::: Given information

//! The `captag config` command for configuration management.

use captag_core::Config;
use clap::{Args, Subcommand};
use std::path::Path;

/// Arguments for the `config` command.
#[derive(Args, Debug)]
pub struct ConfigArgs {
    #[command(subcommand)]
    pub command: ConfigCommand,
}

/// Subcommands for configuration management.
#[derive(Subcommand, Debug)]
pub enum ConfigCommand {
    /// Display the effective configuration
    Show,

    /// Show config file path
    Path,

    /// Initialize a new config file with defaults
    Init {
        /// Overwrite existing config file
        #[arg(long)]
        force: bool,
    },
}

/// Execute the config command.
///
/// `explicit_path` is the `--config` argument, which takes the place of the
/// default location for `path` and `init`.
pub fn execute(
    args: ConfigArgs,
    config: &Config,
    explicit_path: Option<&Path>,
) -> anyhow::Result<()> {
    let path = explicit_path
        .map(Path::to_path_buf)
        .unwrap_or_else(Config::default_path);

    match args.command {
        ConfigCommand::Show => {
            println!("{}", config.to_toml()?);
        }

        ConfigCommand::Path => {
            println!("{}", path.display());
        }

        ConfigCommand::Init { force } => {
            init(&path, force)?;
            tracing::info!("Config file created at: {}", path.display());
            println!("Configuration initialized at: {}", path.display());
        }
    }

    Ok(())
}

/// Write the default configuration to `path`.
fn init(path: &Path, force: bool) -> anyhow::Result<()> {
    if path.exists() && !force {
        anyhow::bail!(
            "Config file already exists at: {}\nUse --force to overwrite.",
            path.display()
        );
    }

    if let Some(parent) = path.parent() {
        std::fs::create_dir_all(parent)?;
    }
    std::fs::write(path, Config::default().to_toml()?)?;
    Ok(())
}
//! Error types for the captag pipeline.
//!
//! Errors are organized by stage so that every per-file failure can be turned
//! into a short, tagged reason in the run report.

use serde::{Deserialize, Serialize};
use std::fmt;
use std::path::PathBuf;
use thiserror::Error;

/// Top-level error type for captag operations.
#[derive(Error, Debug)]
pub enum CaptagError {
    /// Configuration-related errors
    #[error("Configuration error: {0}")]
    Config(#[from] ConfigError),

    /// Pipeline processing errors
    #[error("Pipeline error: {0}")]
    Pipeline(#[from] PipelineError),

    /// General I/O errors
    #[error("IO error: {0}")]
    Io(#[from] std::io::Error),

    /// JSON serialization/deserialization errors
    #[error("JSON error: {0}")]
    Json(#[from] serde_json::Error),
}

/// Configuration-specific errors.
#[derive(Error, Debug)]
pub enum ConfigError {
    /// Failed to read the config file from disk
    #[error("Failed to read config file: {0}")]
    ReadError(#[from] std::io::Error),

    /// Failed to parse TOML configuration
    #[error("Failed to parse config: {0}")]
    ParseError(#[from] toml::de::Error),

    /// Configuration values are invalid
    #[error("Invalid configuration: {0}")]
    ValidationError(String),
}

/// Per-file pipeline errors, organized by stage.
#[derive(Error, Debug)]
pub enum PipelineError {
    /// Network, HTTP status, or response-shape failure while querying the model
    #[error("{message}")]
    Transport {
        message: String,
        status_code: Option<u16>,
    },

    /// Operation timed out
    #[error("Timeout in {stage} stage after {timeout_ms}ms")]
    Timeout { stage: String, timeout_ms: u64 },

    /// Model text did not yield a usable caption or enough tags
    #[error("Extraction failed for {path}: {message}")]
    Extraction { path: PathBuf, message: String },

    /// Renaming to a sanitized file name failed
    #[error("Rename failed for {path}: {message}")]
    Rename { path: PathBuf, message: String },

    /// Source image could not be read or re-encoded for transport
    #[error("Encode failed for {path}: {message}")]
    Encode { path: PathBuf, message: String },

    /// Metadata re-encode or write failed
    #[error("Embed failed for {path}: {message}")]
    Embed { path: PathBuf, message: String },

    /// File not found
    #[error("File not found: {0}")]
    FileNotFound(PathBuf),
}

impl PipelineError {
    /// The report tag for this error.
    pub fn kind(&self) -> FailureKind {
        match self {
            Self::Transport { .. } | Self::Timeout { .. } => FailureKind::Transport,
            Self::Extraction { .. } => FailureKind::Extraction,
            Self::Rename { .. } => FailureKind::Rename,
            Self::Encode { .. } | Self::FileNotFound(_) => FailureKind::Encode,
            Self::Embed { .. } => FailureKind::Embed,
        }
    }
}

/// Failure category attached to a per-file result.
#[derive(Debug, Clone, Copy, PartialEq, Eq, Serialize, Deserialize)]
#[serde(rename_all = "lowercase")]
pub enum FailureKind {
    Transport,
    Extraction,
    Rename,
    Encode,
    Embed,
}

impl fmt::Display for FailureKind {
    fn fmt(&self, f: &mut fmt::Formatter<'_>) -> fmt::Result {
        let s = match self {
            Self::Transport => "transport",
            Self::Extraction => "extraction",
            Self::Rename => "rename",
            Self::Encode => "encode",
            Self::Embed => "embed",
        };
        f.write_str(s)
    }
}

/// Convenience type alias for captag results.
pub type Result<T> = std::result::Result<T, CaptagError>;
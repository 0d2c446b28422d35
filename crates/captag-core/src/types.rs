//! Core data types for the captag pipeline.

use crate::error::{FailureKind, PipelineError};
use serde::{Deserialize, Serialize};
use std::fmt;
use std::path::{Path, PathBuf};
use std::time::Duration;

/// Container format of an image file.
#[derive(Debug, Clone, Copy, PartialEq, Eq, Serialize, Deserialize)]
#[serde(rename_all = "lowercase")]
pub enum ContainerFormat {
    Jpeg,
    Png,
}

impl ContainerFormat {
    /// Guess the format from a file extension. Anything that is not PNG is
    /// treated as JPEG, matching how it will be re-encoded.
    pub fn from_path(path: &Path) -> Self {
        match path
            .extension()
            .and_then(|e| e.to_str())
            .map(|e| e.to_ascii_lowercase())
            .as_deref()
        {
            Some("png") => Self::Png,
            _ => Self::Jpeg,
        }
    }
}

impl fmt::Display for ContainerFormat {
    fn fmt(&self, f: &mut fmt::Formatter<'_>) -> fmt::Result {
        match self {
            Self::Jpeg => f.write_str("jpeg"),
            Self::Png => f.write_str("png"),
        }
    }
}

/// An image discovered by the folder scan.
#[derive(Debug, Clone, PartialEq, Eq)]
pub struct ImageFile {
    /// Absolute path; changes if the file is renamed
    pub path: PathBuf,
    /// File name as found on disk
    pub original_name: String,
    /// Format guessed from the extension
    pub format: ContainerFormat,
    /// File size in bytes
    pub size: u64,
}

impl ImageFile {
    pub fn new(path: PathBuf, size: u64) -> Self {
        let original_name = path
            .file_name()
            .map(|n| n.to_string_lossy().into_owned())
            .unwrap_or_default();
        let format = ContainerFormat::from_path(&path);
        Self {
            path,
            original_name,
            format,
            size,
        }
    }

    /// Current file name (after any rename).
    pub fn file_name(&self) -> String {
        self.path
            .file_name()
            .map(|n| n.to_string_lossy().into_owned())
            .unwrap_or_else(|| self.original_name.clone())
    }
}

/// Why a file failed.
#[derive(Debug, Clone, PartialEq, Eq, Serialize, Deserialize)]
pub struct FailureReason {
    pub kind: FailureKind,
    pub message: String,
}

impl From<&PipelineError> for FailureReason {
    fn from(error: &PipelineError) -> Self {
        Self {
            kind: error.kind(),
            message: error.to_string(),
        }
    }
}

impl fmt::Display for FailureReason {
    fn fmt(&self, f: &mut fmt::Formatter<'_>) -> fmt::Result {
        write!(f, "[{}] {}", self.kind, self.message)
    }
}

/// Terminal outcome for one processed file.
///
/// Exactly one of {caption and tags, error, skipped} holds.
#[derive(Debug, Clone, Serialize, Deserialize)]
pub struct CaptionResult {
    /// Path after any rename
    pub file_path: PathBuf,

    /// Name as discovered
    pub original_name: String,

    #[serde(skip_serializing_if = "Option::is_none")]
    pub caption: Option<String>,

    #[serde(skip_serializing_if = "Option::is_none")]
    pub tags: Option<Vec<String>>,

    #[serde(skip_serializing_if = "Option::is_none")]
    pub error: Option<FailureReason>,

    pub skipped: bool,
}

impl CaptionResult {
    pub fn success(file: &ImageFile, caption: String, tags: Vec<String>) -> Self {
        Self {
            file_path: file.path.clone(),
            original_name: file.original_name.clone(),
            caption: Some(caption),
            tags: Some(tags),
            error: None,
            skipped: false,
        }
    }

    pub fn failure(file: &ImageFile, error: &PipelineError) -> Self {
        Self {
            file_path: file.path.clone(),
            original_name: file.original_name.clone(),
            caption: None,
            tags: None,
            error: Some(error.into()),
            skipped: false,
        }
    }

    pub fn skipped(file: &ImageFile) -> Self {
        Self {
            file_path: file.path.clone(),
            original_name: file.original_name.clone(),
            caption: None,
            tags: None,
            error: None,
            skipped: true,
        }
    }

    /// Current file name, used in the report.
    pub fn file_name(&self) -> String {
        self.file_path
            .file_name()
            .map(|n| n.to_string_lossy().into_owned())
            .unwrap_or_else(|| self.original_name.clone())
    }

    pub fn is_success(&self) -> bool {
        !self.skipped && self.error.is_none() && self.caption.is_some() && self.tags.is_some()
    }
}

/// Per-run tallies, updated as each result resolves.
#[derive(Debug, Clone, Copy, Default, PartialEq, Eq, Serialize, Deserialize)]
pub struct RunCounters {
    pub processed: usize,
    pub skipped: usize,
    pub failed: usize,
}

impl RunCounters {
    /// Fold one result into the tallies.
    pub fn record(&mut self, result: &CaptionResult) {
        if result.skipped {
            self.skipped += 1;
        } else if result.error.is_some() {
            self.failed += 1;
        } else {
            self.processed += 1;
        }
    }

    pub fn total(&self) -> usize {
        self.processed + self.skipped + self.failed
    }
}

/// Everything one folder run produced.
#[derive(Debug, Clone)]
pub struct RunSummary {
    pub folder: PathBuf,
    pub results: Vec<CaptionResult>,
    pub counters: RunCounters,
    pub elapsed: Duration,
}

impl RunSummary {
    /// Results that ended in an error, in processing order.
    pub fn failures(&self) -> impl Iterator<Item = &CaptionResult> {
        self.results.iter().filter(|r| r.error.is_some())
    }
}
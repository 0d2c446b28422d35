//! PNG text chunk writer.

use super::{EmbeddedMetadata, DESCRIPTION_KEY, KEYWORDS_KEY};
use std::borrow::Cow;
use std::io::Cursor;

/// Stores the caption and keywords in PNG text chunks.
///
/// Pixels are decoded and re-encoded at their source bit depth; palette
/// images are expanded to RGB(A). Other text chunks, the ICC profile and the
/// pHYs, gAMA, cHRM and sRGB chunks are carried over.
#[derive(Debug, Clone, Copy, Default)]
pub struct PngTextWriter;

/// Decoded PNG: raw scanlines, colour and density chunks, and every text
/// chunk in the file (before or after IDAT).
struct DecodedPng {
    width: u32,
    height: u32,
    color_type: png::ColorType,
    bit_depth: png::BitDepth,
    data: Vec<u8>,
    color: ColorChunks,
    texts: Vec<(String, String)>,
}

/// Ancillary chunks that change how the pixels are rendered or sized.
#[derive(Debug, Clone, Default)]
struct ColorChunks {
    icc_profile: Option<Vec<u8>>,
    pixel_dims: Option<png::PixelDimensions>,
    source_gamma: Option<png::ScaledFloat>,
    source_chromaticities: Option<png::SourceChromaticities>,
    srgb: Option<png::SrgbRenderingIntent>,
}

impl ColorChunks {
    fn from_info(info: &png::Info<'_>) -> Self {
        Self {
            icc_profile: info.icc_profile.as_ref().map(|p| p.to_vec()),
            pixel_dims: info.pixel_dims,
            source_gamma: info.source_gamma,
            source_chromaticities: info.source_chromaticities,
            srgb: info.srgb,
        }
    }

    /// Header info for the re-encode carrying these chunks.
    fn header(&self, decoded: &DecodedPng) -> png::Info<'static> {
        let mut info = png::Info::with_size(decoded.width, decoded.height);
        info.color_type = decoded.color_type;
        info.bit_depth = decoded.bit_depth;
        info.pixel_dims = self.pixel_dims;
        info.source_gamma = self.source_gamma;
        info.source_chromaticities = self.source_chromaticities;
        info.srgb = self.srgb;
        info.icc_profile = self.icc_profile.clone().map(Cow::Owned);
        info
    }
}

impl PngTextWriter {
    pub fn encode(&self, source: &[u8], caption: &str, keywords: &str) -> Result<Vec<u8>, String> {
        let decoded = decode(source)?;

        let mut out = Vec::with_capacity(source.len() + caption.len() + keywords.len() + 64);
        {
            let mut encoder =
                png::Encoder::with_info(&mut out, decoded.color.header(&decoded))
                    .map_err(|e| format!("PNG header: {e}"))?;

            for (keyword, text) in decoded
                .texts
                .iter()
                .filter(|(k, _)| k != DESCRIPTION_KEY && k != KEYWORDS_KEY)
            {
                add_text(&mut encoder, keyword, text)?;
            }
            add_text(&mut encoder, DESCRIPTION_KEY, caption)?;
            add_text(&mut encoder, KEYWORDS_KEY, keywords)?;

            let mut writer = encoder
                .write_header()
                .map_err(|e| format!("PNG header: {e}"))?;
            writer
                .write_image_data(&decoded.data)
                .map_err(|e| format!("PNG data: {e}"))?;
            writer.finish().map_err(|e| format!("PNG finish: {e}"))?;
        }
        Ok(out)
    }

    pub fn read(&self, source: &[u8]) -> Option<EmbeddedMetadata> {
        let texts = decode(source).ok()?.texts;
        let lookup = |key: &str| {
            texts
                .iter()
                .find(|(k, _)| k == key)
                .map(|(_, text)| text.clone())
        };
        let meta = EmbeddedMetadata {
            caption: lookup(DESCRIPTION_KEY),
            keywords: lookup(KEYWORDS_KEY),
        };
        (meta.caption.is_some() || meta.keywords.is_some()).then_some(meta)
    }
}

/// tEXt when the value is Latin-1, iTXt (UTF-8) otherwise.
fn add_text<W: std::io::Write>(
    encoder: &mut png::Encoder<'_, W>,
    keyword: &str,
    text: &str,
) -> Result<(), String> {
    let result = if text.chars().all(|c| (c as u32) < 0x100) {
        encoder.add_text_chunk(keyword.to_string(), text.to_string())
    } else {
        encoder.add_itxt_chunk(keyword.to_string(), text.to_string())
    };
    result.map_err(|e| format!("PNG text chunk {keyword}: {e}"))
}

fn decode(source: &[u8]) -> Result<DecodedPng, String> {
    let mut decoder = png::Decoder::new(Cursor::new(source));
    decoder.set_transformations(png::Transformations::EXPAND);
    let mut reader = decoder
        .read_info()
        .map_err(|e| format!("PNG decode: {e}"))?;

    let mut data = vec![0; reader.output_buffer_size()];
    let frame = reader
        .next_frame(&mut data)
        .map_err(|e| format!("PNG decode: {e}"))?;
    data.truncate(frame.buffer_size());

    // Text chunks after IDAT are only parsed once the rest of the stream is read.
    if let Err(e) = reader.finish() {
        tracing::debug!("Ignoring trailing PNG chunks: {e}");
    }

    let info = reader.info();
    let mut texts: Vec<(String, String)> = info
        .uncompressed_latin1_text
        .iter()
        .map(|chunk| (chunk.keyword.clone(), chunk.text.clone()))
        .collect();
    for chunk in &info.compressed_latin1_text {
        if let Ok(text) = chunk.get_text() {
            texts.push((chunk.keyword.clone(), text));
        }
    }
    for chunk in &info.utf8_text {
        if let Ok(text) = chunk.get_text() {
            texts.push((chunk.keyword.clone(), text));
        }
    }

    Ok(DecodedPng {
        width: frame.width,
        height: frame.height,
        color_type: frame.color_type,
        bit_depth: frame.bit_depth,
        data,
        color: ColorChunks::from_info(info),
        texts,
    })
}

#[cfg(test)]
mod tests {
    use super::*;
    use crate::metadata::test_images::png_rgba_bytes;

    fn png_with_text(keyword: &str, text: &str) -> Vec<u8> {
        let mut out = Vec::new();
        {
            let mut encoder = png::Encoder::new(&mut out, 2, 2);
            encoder.set_color(png::ColorType::Grayscale);
            encoder.set_depth(png::BitDepth::Sixteen);
            encoder
                .add_text_chunk(keyword.to_string(), text.to_string())
                .unwrap();
            let mut writer = encoder.write_header().unwrap();
            writer
                .write_image_data(&[0x12, 0x34, 0xAB, 0xCD, 0x00, 0x01, 0xFF, 0xFF])
                .unwrap();
            writer.finish().unwrap();
        }
        out
    }

    #[test]
    fn test_encode_preserves_pixels() {
        let source = png_rgba_bytes(5, 4);
        let encoded = PngTextWriter.encode(&source, "cap", "a;b;").unwrap();

        let before = image::load_from_memory(&source).unwrap().to_rgba8();
        let after = image::load_from_memory(&encoded).unwrap().to_rgba8();
        assert_eq!(before.as_raw(), after.as_raw());
    }

    #[test]
    fn test_sixteen_bit_preserved_and_other_text_kept() {
        let source = png_with_text("Author", "Ada");
        let encoded = PngTextWriter.encode(&source, "grey tiles", "grey;tile;").unwrap();

        let decoded = decode(&encoded).unwrap();
        assert_eq!(decoded.bit_depth, png::BitDepth::Sixteen);
        assert_eq!(decoded.color_type, png::ColorType::Grayscale);
        assert_eq!(
            decoded.data,
            vec![0x12, 0x34, 0xAB, 0xCD, 0x00, 0x01, 0xFF, 0xFF]
        );
        assert!(decoded
            .texts
            .contains(&("Author".to_string(), "Ada".to_string())));
    }

    #[test]
    fn test_existing_description_replaced_not_duplicated() {
        let source = png_with_text(DESCRIPTION_KEY, "old caption");
        let encoded = PngTextWriter.encode(&source, "new caption", "x;").unwrap();

        let decoded = decode(&encoded).unwrap();
        let descriptions: Vec<_> = decoded
            .texts
            .iter()
            .filter(|(k, _)| k == DESCRIPTION_KEY)
            .collect();
        assert_eq!(descriptions.len(), 1);
        assert_eq!(descriptions[0].1, "new caption");
    }

    #[test]
    fn test_non_latin1_caption_round_trips() {
        let source = png_rgba_bytes(2, 2);
        let encoded = PngTextWriter
            .encode(&source, "富士山 at dawn", "mountain;")
            .unwrap();

        let meta = PngTextWriter.read(&encoded).unwrap();
        assert_eq!(meta.caption.as_deref(), Some("富士山 at dawn"));
        assert_eq!(meta.keywords.as_deref(), Some("mountain;"));
    }

    #[test]
    fn test_icc_profile_and_pixel_density_survive() {
        let icc: Vec<u8> = (0..=255u8).cycle().take(300).collect();
        let mut info = png::Info::with_size(2, 1);
        info.color_type = png::ColorType::Rgb;
        info.bit_depth = png::BitDepth::Eight;
        info.icc_profile = Some(icc.clone().into());
        info.source_gamma = Some(png::ScaledFloat::from_scaled(45455));
        info.pixel_dims = Some(png::PixelDimensions {
            xppu: 11811,
            yppu: 11811,
            unit: png::Unit::Meter,
        });

        let mut source = Vec::new();
        {
            let encoder = png::Encoder::with_info(&mut source, info).unwrap();
            let mut writer = encoder.write_header().unwrap();
            writer.write_image_data(&[255, 0, 0, 0, 0, 255]).unwrap();
            writer.finish().unwrap();
        }

        let encoded = PngTextWriter.encode(&source, "two pixels", "red;blue;").unwrap();
        let decoded = decode(&encoded).unwrap();

        assert_eq!(decoded.color.icc_profile.as_deref(), Some(icc.as_slice()));
        assert_eq!(
            decoded.color.source_gamma,
            Some(png::ScaledFloat::from_scaled(45455))
        );
        let dims = decoded.color.pixel_dims.unwrap();
        assert_eq!((dims.xppu, dims.yppu), (11811, 11811));
        assert_eq!(dims.unit, png::Unit::Meter);
        assert_eq!(decoded.data, vec![255, 0, 0, 0, 0, 255]);
    }

    #[test]
    fn test_srgb_intent_survives() {
        let mut source = Vec::new();
        {
            let mut encoder = png::Encoder::new(&mut source, 1, 1);
            encoder.set_color(png::ColorType::Grayscale);
            encoder.set_srgb(png::SrgbRenderingIntent::Perceptual);
            let mut writer = encoder.write_header().unwrap();
            writer.write_image_data(&[0x80]).unwrap();
            writer.finish().unwrap();
        }

        let encoded = PngTextWriter.encode(&source, "grey", "grey;").unwrap();
        let decoded = decode(&encoded).unwrap();
        assert_eq!(
            decoded.color.srgb,
            Some(png::SrgbRenderingIntent::Perceptual)
        );
    }

    #[test]
    fn test_description_after_image_data_is_read_and_replaced() {
        let mut source = Vec::new();
        {
            let mut encoder = png::Encoder::new(&mut source, 1, 1);
            encoder.set_color(png::ColorType::Grayscale);
            let mut writer = encoder.write_header().unwrap();
            writer.write_image_data(&[0x40]).unwrap();
            writer
                .write_chunk(png::chunk::tEXt, b"Description\0old caption")
                .unwrap();
            writer
                .write_chunk(png::chunk::tEXt, b"Keywords\0old;tags;")
                .unwrap();
            writer.finish().unwrap();
        }

        let meta = PngTextWriter.read(&source).unwrap();
        assert_eq!(meta.caption.as_deref(), Some("old caption"));
        assert_eq!(meta.keywords.as_deref(), Some("old;tags;"));

        let encoded = PngTextWriter.encode(&source, "new caption", "new;").unwrap();
        let decoded = decode(&encoded).unwrap();
        let descriptions: Vec<_> = decoded
            .texts
            .iter()
            .filter(|(k, _)| k == DESCRIPTION_KEY)
            .collect();
        assert_eq!(descriptions.len(), 1);
        assert_eq!(descriptions[0].1, "new caption");
    }

    #[test]
    fn test_read_without_fields_is_none() {
        assert!(PngTextWriter.read(&png_rgba_bytes(2, 2)).is_none());
    }
}
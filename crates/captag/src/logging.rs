//! Logging initialization.
//!
//! Human-readable or JSON output from the `tracing` ecosystem, always on
//! stderr so stdout stays free for reports and inspect output.

use tracing_subscriber::{fmt, prelude::*, EnvFilter};

/// Initialize the logging subsystem.
///
/// `level` is the default filter directive; `RUST_LOG` overrides it when set.
pub fn init(level: &str, json_format: bool) {
    let filter = EnvFilter::try_from_default_env().unwrap_or_else(|_| EnvFilter::new(level));

    if json_format {
        tracing_subscriber::registry()
            .with(filter)
            .with(fmt::layer().json().with_writer(std::io::stderr))
            .init();
    } else {
        tracing_subscriber::registry()
            .with(filter)
            .with(
                fmt::layer()
                    .with_target(false)
                    .with_writer(std::io::stderr)
                    .with_ansi(true),
            )
            .init();
    }
}

/// Initialize logging from the `[logging]` config section.
///
/// `--verbose` forces at least debug; `--json-logs` forces JSON output.
pub fn init_from_config(
    config: &captag_core::Config,
    verbose_override: bool,
    json_logs_override: bool,
) {
    let json_format = json_logs_override || config.logging.format == "json";
    init(&effective_level(&config.logging.level, verbose_override), json_format);
}

fn effective_level(configured: &str, verbose: bool) -> String {
    if verbose && !configured.eq_ignore_ascii_case("trace") {
        "debug".to_string()
    } else {
        configured.to_string()
    }
}
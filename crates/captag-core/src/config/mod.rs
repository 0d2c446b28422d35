//! Configuration management for captag.
//!
//! Configuration is loaded from the platform config directory with sensible
//! defaults. Every section implements `Default`, so a partial file only
//! overrides the keys it names.

mod types;
mod validate;

pub use types::*;

use crate::error::ConfigError;
use serde::{Deserialize, Serialize};
use std::path::{Path, PathBuf};

/// Root configuration structure for captag.
#[derive(Debug, Clone, Default, Serialize, Deserialize)]
#[serde(default)]
pub struct Config {
    /// Vision model endpoint settings
    pub api: ApiConfig,

    /// Prompt texts and sampling
    pub prompt: PromptConfig,

    /// Folder scan and batch settings
    pub processing: ProcessingConfig,

    /// Metadata embedding and tag extraction
    pub metadata: MetadataConfig,

    /// Report output
    pub output: OutputConfig,

    /// Logging settings
    pub logging: LoggingConfig,
}

impl Config {
    /// Load configuration from the default location.
    ///
    /// Returns default configuration if the file doesn't exist.
    pub fn load() -> Result<Self, ConfigError> {
        let path = Self::default_path();
        if path.exists() {
            Self::load_from(&path)
        } else {
            Ok(Self::default())
        }
    }

    /// Load configuration from a specific file path.
    pub fn load_from(path: &Path) -> Result<Self, ConfigError> {
        let expanded = shellexpand::tilde(&path.to_string_lossy()).into_owned();
        let content = std::fs::read_to_string(expanded)?;
        Self::from_toml(&content)
    }

    /// Parse and validate configuration from a TOML string.
    pub fn from_toml(content: &str) -> Result<Self, ConfigError> {
        let config: Config = toml::from_str(content)?;
        config.validate()?;
        Ok(config)
    }

    /// Get the default config file path.
    ///
    /// Uses platform-appropriate directories:
    /// - macOS: ~/Library/Application Support/com.captag.captag/config.toml
    /// - Linux: ~/.config/captag/config.toml
    /// - Windows: C:\Users\<User>\AppData\Roaming\captag\config\config.toml
    ///
    /// Falls back to ~/.captag/config.toml if directory detection fails.
    pub fn default_path() -> PathBuf {
        directories::ProjectDirs::from("com", "captag", "captag")
            .map(|dirs| dirs.config_dir().to_path_buf().join("config.toml"))
            .unwrap_or_else(|| {
                let home = std::env::var("HOME").unwrap_or_else(|_| ".".to_string());
                PathBuf::from(home).join(".captag").join("config.toml")
            })
    }

    /// Serialize the config to a pretty TOML string.
    pub fn to_toml(&self) -> Result<String, ConfigError> {
        toml::to_string_pretty(self).map_err(|e| ConfigError::ValidationError(e.to_string()))
    }
}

::::::

• _Your instructions_:
The answer must be a single number: how many lines in the records above contain the word "CaptionResult".

• _Problem solution_:
5